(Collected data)

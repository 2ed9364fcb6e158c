use anyhow::Result;
use redis::{AsyncCommands, Client};
use tracing::warn;

#[derive(Clone)]
pub struct RedisCache {
    client: Client,
}

impl RedisCache {
    pub async fn connect(redis_url: &str) -> Result<Self> {
        let client = Client::open(redis_url)?;
        let mut conn = client.get_multiplexed_async_connection().await?;
        redis::cmd("PING").query_async::<_, String>(&mut conn).await?;
        Ok(Self { client })
    }

    pub async fn ping(&self) -> Result<()> {
        let mut conn = self.client.get_multiplexed_async_connection().await?;
        redis::cmd("PING").query_async::<_, String>(&mut conn).await?;
        Ok(())
    }

    /// Best-effort read; connection or decode failures count as a miss.
    pub async fn get_string(&self, key: &str) -> Option<String> {
        let mut conn = self.client.get_multiplexed_async_connection().await.ok()?;
        conn.get::<_, Option<String>>(key).await.ok().flatten()
    }

    pub async fn set_string_ex(&self, key: &str, value: String, ttl_seconds: u64) {
        match self.client.get_multiplexed_async_connection().await {
            Ok(mut conn) => {
                if let Err(err) = conn.set_ex::<_, _, ()>(key, value, ttl_seconds).await {
                    warn!(error = ?err, key, "failed to write cache entry");
                }
            }
            Err(err) => warn!(error = ?err, "failed to connect to cache"),
        }
    }

    /// Reads an integer counter, treating a missing key as zero.
    pub async fn get_counter(&self, key: &str) -> Option<i64> {
        let mut conn = self.client.get_multiplexed_async_connection().await.ok()?;
        conn.get::<_, Option<i64>>(key)
            .await
            .ok()
            .map(|value| value.unwrap_or(0))
    }

    pub async fn incr_counter(&self, key: &str) {
        match self.client.get_multiplexed_async_connection().await {
            Ok(mut conn) => {
                if let Err(err) = conn.incr::<_, _, i64>(key, 1).await {
                    warn!(error = ?err, key, "failed to bump cache counter");
                }
            }
            Err(err) => warn!(error = ?err, "failed to connect to cache"),
        }
    }
}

▶ _Exercise aim_: Filter the records above and copy every line that contains the word "value".

▶ _Your response_:
    pub async fn set_string_ex(&self, key: &str, value: String, ttl_seconds: u64) {
                if let Err(err) = conn.set_ex::<_, _, ()>(key, value, ttl_seconds).await {
            .map(|value| value.unwrap_or(0))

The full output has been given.